The lust for empire, the lust for lucre, the lust or knowledge and the lust for beauty-these form the background as well as the mainspring of each play. In all these, Christopher Marlowe reveals himself as ‘the greatest discoverer, the most daring and inspired pioneer, in all our poetic literature’, as the writer of genuine tragedy and genuine blank verse, as one who prepared the path and made the way for the advent of Shakespeare.

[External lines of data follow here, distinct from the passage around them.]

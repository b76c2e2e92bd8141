mod commands;
mod config;
mod domain;
mod infrastructure;
mod services;

use std::process::ExitCode;

use clap::{Parser, Subcommand};

#[derive(Parser)]
#[command(name = "renoir-transfer")]
#[command(about = "Transfer Spotify playlists to YouTube Music")]
struct Cli {
    #[command(subcommand)]
    command: Command,
}

#[derive(Subcommand)]
enum Command {
    /// Test Spotify connection by fetching a playlist
    Test {
        /// Spotify playlist URL, URI or ID
        url: String,
    },
    /// Test YouTube connection by searching for a song
    #[command(name = "test-yt")]
    TestYt {
        /// Artist name
        artist: String,
        /// Song title
        title: String,
    },
    /// Transfer a Spotify playlist to YouTube Music
    Create {
        /// Spotify playlist URL, URI or ID
        url: String,
        /// Only search for matches, don't create playlist
        #[arg(short = 'n', long)]
        dry_run: bool,
        /// Don't log not-found tracks to file
        #[arg(long)]
        no_log: bool,
    },
}

#[tokio::main]
async fn main() -> ExitCode {
    tracing_subscriber::fmt().with_writer(std::io::stderr).init();

    dotenvy::dotenv().ok();
    let cli = Cli::parse();

    let result = match cli.command {
        Command::Test { url } => commands::test_source::test_source(&url).await,
        Command::TestYt { artist, title } => {
            commands::test_destination::test_destination(&artist, &title).await
        }
        Command::Create {
            url,
            dry_run,
            no_log,
        } => commands::create::create(&url, dry_run, no_log).await,
    };

    match result {
        Ok(()) => ExitCode::SUCCESS,
        Err(e) => {
            eprintln!("Error: {e}");
            ExitCode::FAILURE
        }
    }
}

In all these are evident qualities of terror and splendour, intensity of purpose and sublimity of note, imaginative daring and lyrical magnificence. In all these is illustrated his individualistic conception of tragedy, the classical Greek conception modified by the Renaissance spirit, the conception which portrays “the struggle between the overweening soul, typically Renaissance in its insatiable ambition, and the limitations which it seeks to overcome.” The following are the important works of Christopher Marlowe:
1) “Tamburlaine”
It was Christopher Marlowe’s first powerful trumpet-blast. The general chorus of warm welcome which greeted the play on its first presentation on the stage in 1587 encouraged Marlowe to ‘pen his Second Part.’ The very subject matter and style of Tamburlaine sounded a new and striking note compelling public attention and admiration. The very opening lines of the play contain what may be described as Christopher Marlowe’s dramatic manifesto:
From jigging veins of rhyming mother wits,
And such conceits as clownage keeps in pay,
We’ll lead you to the stately tent of war,
Where you shall hear the Scythian Tamburlaine,
Threatening the world with high astounding terms,
And scourging kingdoms with his conquering sword
Tamburlaine is the story of a Scythian shepherd who dreams of world conquest and achieves his aspiration magnificently. As a drama it has many drawbacks-the plot is weak and loosely knit; the scheme seems to be inartistic, nay, absurd; the effects are grim and bloody. Yet who can refrain from appraising the play as a first-rate one, taking into account its attractive exaggeration of thought and expression, its burning passages of eloquent poetry, its glare and horror, its vehemence and intoxication, its titanic truculence and luminous colouring?
In the forefront of all these, and towering high above them all stands the high-tempered hero, full of indomitable strength and passionate speech. Tamburlaine is the symbol of invincible human will, the embodiment of a fearless vision, filled with fretting and fuming aspirations and with the rapturous glory of which ‘youthful poets dream on summer eves by haunted stream.’ In Tamburlaine is enshrined and illustrated-
Man’s desire and valiance that range,
All circumstance and come to port unspent.
‘Still climbing after knowledge’ infinite-Tamburlaine bestrides the world like a medieval Napoleon. In tune with the Titanic strides and triumphs of this superman are the Indian hunter who thunders-1 throw my mind across the chasm and my house follows’, and also the Scythian horses which sweep wide spaces of uncivilized splendour with their swift and sparkling movement. On the whole, Tamburlaine is ‘the most resplendent’ of Christopher Marlowe’s plays in which the morning stars of his poetry sing together.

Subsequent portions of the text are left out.